Entretejidas en un marco de ficción, se suceden declaraciones, anécdotas y
confesiones; se leen fragmentos de cartas, se revisan fotos, recuerdos,
reliquias, habitaciones conservadas como santuarios. Frente a una cámara que
visitó varias provincias en busca de este material, padres, viudas, hermanos
expresan sus sentimientos, evocan a las víctimas y rememoran la pesadumbre
de los días en que a la ausencia se sumaba la falta de información; muchos
hablan de la fe que los sostuvo en esos momentos de angustiosa incertidumbre
y, después, en el desconsuelo del luto. Y una buena porción del film se
consagra a reconstruir la empeñosa lucha contra el olvido que los familiares
emprendieron desde los orígenes de la comisión hasta lograr superar los
obstáculos diplomáticos y concretar viajes al cementerio de Darwin, donde
finalmente pudieron levantar un monumento en memoria de los caídos.

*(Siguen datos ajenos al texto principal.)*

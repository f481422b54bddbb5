use crate::schema::{Configuration, MonitorOptions};
use anyhow::{anyhow, Context, Result};
use std::env;
use std::fs;
use std::path::{Path, PathBuf};

#[derive(Debug, Clone, Copy, PartialEq, Eq)]
pub enum ConfigFormat {
    Jsonc,
    Json,
    Yaml,
}

impl ConfigFormat {
    pub fn from_path(path: &Path) -> Option<Self> {
        let ext = path.extension()?.to_str()?;

        match ext {
            "jsonc" => Some(Self::Jsonc),
            "json" => Some(Self::Json),
            "yml" | "yaml" => Some(Self::Yaml),
            _ => None,
        }
    }
}

#[derive(Debug, Clone)]
pub struct ResolvedConfig {
    pub options: MonitorOptions,
    pub path: PathBuf,
    pub format: ConfigFormat,
}

impl ResolvedConfig {
    pub fn configuration(&self) -> Configuration {
        self.options.normalize()
    }
}

pub fn load_config_from_file(path: &Path) -> Result<ResolvedConfig> {
    let content = fs::read_to_string(path)
        .with_context(|| format!("Failed to read config file: {}", path.display()))?;

    let format = ConfigFormat::from_path(path)
        .ok_or_else(|| anyhow!("Unknown config format for: {}", path.display()))?;

    let options = parse_config_content(&content, format)
        .with_context(|| format!("Invalid config file: {}", path.display()))?;

    Ok(ResolvedConfig {
        options: expand_env_vars(options),
        path: path.to_path_buf(),
        format,
    })
}

fn parse_config_content(content: &str, format: ConfigFormat) -> Result<MonitorOptions> {
    match format {
        ConfigFormat::Jsonc => json5::from_str(content).context("Failed to parse JSONC"),
        ConfigFormat::Json => serde_json::from_str(content).context("Failed to parse JSON"),
        ConfigFormat::Yaml => serde_yaml_ng::from_str(content).context("Failed to parse YAML"),
    }
}

const CONFIG_CANDIDATES: &[&str] = &[
    "pepper-monitor.jsonc",
    "pepper-monitor.json",
    "pepper-monitor.yml",
    "pepper-monitor.yaml",
    ".pepper-monitor.jsonc",
    ".pepper-monitor.json",
    ".pepper-monitor.yml",
    ".pepper-monitor.yaml",
];

fn search_dirs() -> Vec<PathBuf> {
    let mut dirs = vec![PathBuf::new()];
    if let Some(config_dir) = dirs::config_dir() {
        dirs.push(config_dir.join("pepper-monitor"));
    }
    dirs
}

/// First existing candidate: working directory, then the user config dir.
pub fn find_config_file() -> Option<PathBuf> {
    find_all_config_files().into_iter().next()
}

fn find_all_config_files() -> Vec<PathBuf> {
    search_dirs()
        .iter()
        .flat_map(|dir| CONFIG_CANDIDATES.iter().map(move |name| dir.join(name)))
        .filter(|path| path.exists())
        .collect()
}

fn expand_env_vars(mut options: MonitorOptions) -> MonitorOptions {
    options.tag_prefix = expand_env_string(&options.tag_prefix);
    options.fluentd_host = expand_env_string(&options.fluentd_host);
    options
}

/// Substitute `${VAR}` and `$VAR`. Unset variables are left as written.
fn expand_env_string(s: &str) -> String {
    let mut result = String::with_capacity(s.len());
    let mut chars = s.chars().peekable();

    while let Some(ch) = chars.next() {
        if ch != '$' {
            result.push(ch);
            continue;
        }

        if chars.peek() == Some(&'{') {
            chars.next();
            let name: String = chars.by_ref().take_while(|&c| c != '}').collect();
            match env::var(&name) {
                Ok(value) => result.push_str(&value),
                Err(_) => {
                    result.push_str("${");
                    result.push_str(&name);
                    result.push('}');
                }
            }
            continue;
        }

        let mut name = String::new();
        while let Some(&c) = chars.peek() {
            if !(c.is_alphanumeric() || c == '_') {
                break;
            }
            name.push(c);
            chars.next();
        }

        match env::var(&name) {
            Ok(value) if !name.is_empty() => result.push_str(&value),
            _ => {
                result.push('$');
                result.push_str(&name);
            }
        }
    }

    result
}

#[cfg(test)]
mod tests {
    use super::*;
    use crate::schema::KeyErrorPolicy;
    use tempfile::TempDir;

    #[test]
    fn test_expand_env_string_with_braces() {
        env::set_var("PEPPER_TEST_HOST", "fluentd.internal");
        let result = expand_env_string("${PEPPER_TEST_HOST}");
        assert_eq!(result, "fluentd.internal");
    }

    #[test]
    fn test_expand_env_string_without_braces() {
        env::set_var("PEPPER_TEST_ROBOT", "r2");
        let result = expand_env_string("pepper.$PEPPER_TEST_ROBOT.metrics");
        assert_eq!(result, "pepper.r2.metrics");
    }

    #[test]
    fn test_expand_env_string_missing_var() {
        let result = expand_env_string("${PEPPER_TEST_UNSET_VAR}-$PEPPER_TEST_UNSET_VAR");
        assert_eq!(result, "${PEPPER_TEST_UNSET_VAR}-$PEPPER_TEST_UNSET_VAR");
    }

    #[test]
    fn test_expand_env_string_lone_dollar() {
        assert_eq!(expand_env_string("cost $ 5"), "cost $ 5");
    }

    #[test]
    fn test_config_format_from_path() {
        assert_eq!(
            ConfigFormat::from_path(Path::new("pepper-monitor.jsonc")),
            Some(ConfigFormat::Jsonc)
        );
        assert_eq!(
            ConfigFormat::from_path(Path::new("pepper-monitor.json")),
            Some(ConfigFormat::Json)
        );
        assert_eq!(
            ConfigFormat::from_path(Path::new("pepper-monitor.yaml")),
            Some(ConfigFormat::Yaml)
        );
        assert_eq!(ConfigFormat::from_path(Path::new("pepper-monitor.toml")), None);
    }

    #[test]
    fn test_load_jsonc_with_comments() {
        let dir = TempDir::new().unwrap();
        let path = dir.path().join("pepper-monitor.jsonc");
        fs::write(
            &path,
            r#"{
  // forward to the local collector
  "enable_fluentd": true,
  "interval_sec": "10" /* seconds */
}"#,
        )
        .unwrap();

        let resolved = load_config_from_file(&path).unwrap();
        assert_eq!(resolved.format, ConfigFormat::Jsonc);
        let config = resolved.configuration();
        assert!(config.enabled);
        assert_eq!(config.interval_secs, 10);
    }

    #[test]
    fn test_load_yaml_file() {
        let dir = TempDir::new().unwrap();
        let path = dir.path().join("pepper-monitor.yml");
        fs::write(
            &path,
            "enable_fluentd: true\nfluentd_port: 24300\nkey_error_policy: skip_key\n",
        )
        .unwrap();

        let config = load_config_from_file(&path).unwrap().configuration();
        assert_eq!(config.port, 24300);
        assert_eq!(config.key_error_policy, KeyErrorPolicy::SkipKey);
    }

    #[test]
    fn test_env_expansion_applies_to_host_and_prefix() {
        env::set_var("PEPPER_TEST_COLLECTOR", "10.0.0.7");
        let dir = TempDir::new().unwrap();
        let path = dir.path().join("pepper-monitor.json");
        fs::write(
            &path,
            r#"{"fluentd_host": "${PEPPER_TEST_COLLECTOR}", "tag_prefix": "robot"}"#,
        )
        .unwrap();

        let config = load_config_from_file(&path).unwrap().configuration();
        assert_eq!(config.host, "10.0.0.7");
        assert_eq!(config.tag_prefix, "robot");
    }

    #[test]
    fn test_missing_file_is_an_error() {
        let dir = TempDir::new().unwrap();
        let err = load_config_from_file(&dir.path().join("absent.json")).unwrap_err();
        assert!(err.to_string().contains("Failed to read config file"));
    }

    #[test]
    fn test_malformed_file_is_an_error() {
        let dir = TempDir::new().unwrap();
        let path = dir.path().join("pepper-monitor.json");
        fs::write(&path, "{ not json").unwrap();
        let err = load_config_from_file(&path).unwrap_err();
        assert!(err.to_string().contains("Invalid config file"));
    }

    #[test]
    fn test_unknown_extension_is_an_error() {
        let dir = TempDir::new().unwrap();
        let path = dir.path().join("pepper-monitor.ini");
        fs::write(&path, "enable_fluentd = true").unwrap();
        assert!(load_config_from_file(&path).is_err());
    }

    #[test]
    fn test_config_priority_order_documented() {
        assert_eq!(CONFIG_CANDIDATES[0], "pepper-monitor.jsonc");
        assert_eq!(CONFIG_CANDIDATES[1], "pepper-monitor.json");
        assert_eq!(CONFIG_CANDIDATES[2], "pepper-monitor.yml");
        assert_eq!(CONFIG_CANDIDATES[3], "pepper-monitor.yaml");
        assert_eq!(CONFIG_CANDIDATES[4], ".pepper-monitor.jsonc");
    }
}
use std::sync::Arc;
use std::time::Duration;

use pepper_config::{KeyErrorPolicy, MetricGroup};
use tokio::time::timeout;

use crate::error::SampleError;
use crate::sample::MetricSample;
use crate::source::TelemetrySource;

/// Turns a metric group into a [`MetricSample`] by querying the source key
/// by key.
pub struct Sampler {
    source: Arc<dyn TelemetrySource>,
    fetch_timeout: Duration,
    policy: KeyErrorPolicy,
}

impl Sampler {
    pub fn new(
        source: Arc<dyn TelemetrySource>,
        fetch_timeout: Duration,
        policy: KeyErrorPolicy,
    ) -> Self {
        Self {
            source,
            fetch_timeout,
            policy,
        }
    }

    /// Sample every metric of `group`, in declaration order.
    ///
    /// Keys without data become absent fields. A hard fetch error or timeout
    /// either aborts the group or is recorded as absent, depending on the
    /// [`KeyErrorPolicy`].
    pub async fn sample_group(&self, group: &MetricGroup) -> Result<MetricSample, SampleError> {
        let mut sample = MetricSample::new();

        for metric in group.keys() {
            match self.fetch(&metric.key).await {
                Ok(value) => sample.insert(metric.field, value),
                Err(error) => match self.policy {
                    KeyErrorPolicy::AbortGroup => return Err(error),
                    KeyErrorPolicy::SkipKey => {
                        tracing::warn!(
                            group = %group.name,
                            key = %metric.key,
                            error = %error,
                            "metric fetch failed, recording as absent"
                        );
                        sample.insert(metric.field, None);
                    }
                },
            }
        }

        Ok(sample)
    }

    async fn fetch(&self, key: &str) -> Result<Option<f64>, SampleError> {
        match timeout(self.fetch_timeout, self.source.fetch_value(key)).await {
            Ok(Ok(reading)) => Ok(reading.as_f64()),
            Ok(Err(error)) => Err(error.into()),
            Err(_) => Err(SampleError::Timeout {
                key: key.to_string(),
                timeout: self.fetch_timeout,
            }),
        }
    }
}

Todo este tramo de la película transmite una carga emotiva surgida -más que
de la buscada apelación a cierto patriotismo que supone (o más bien exige)
la unanimidad- de la sinceridad de las palabras de los familiares, de sus
rostros mismos, de las imágenes que conservan. En la primera
parte -probablemente la más lograda-, la guerra no se ve (apenas aparecen
sus vestigios en los terrenos donde se libró la acción), pero está presente.
Después, sobre todo hacia el final, aumentan los minutos de ficción que
reconstruyen episodios de la lucha, quizá destinados a ilustrar los
testimonios de ex combatientes sobre grandezas y miserias que se revelan en
el campo de batalla o simplemente a exaltar su heroísmo. Una elección que
poco beneficia al film, ya debilitado por su falta de mirada crítica.
Menos lo hace que esta visión del drama humano haya sido montada en una
estructura de ficción que, como los testimonios seleccionados, responde a
una interpretación única de la cuestión de Malvinas: la recuperación de un
territorio sin el cual la nación estaría incompleta y que por sí misma
abriría para el país una nueva etapa de plena realización de su
nacionalidad. Postura que parece no admitir discrepancias y que, como
escribió no hace mucho Luis Alberto Romero, es consecuencia "de más de un
siglo de educación en un nacionalismo integrista que sacralizó el
territorio", pero sin duda exige una revisión crítica y equilibrada.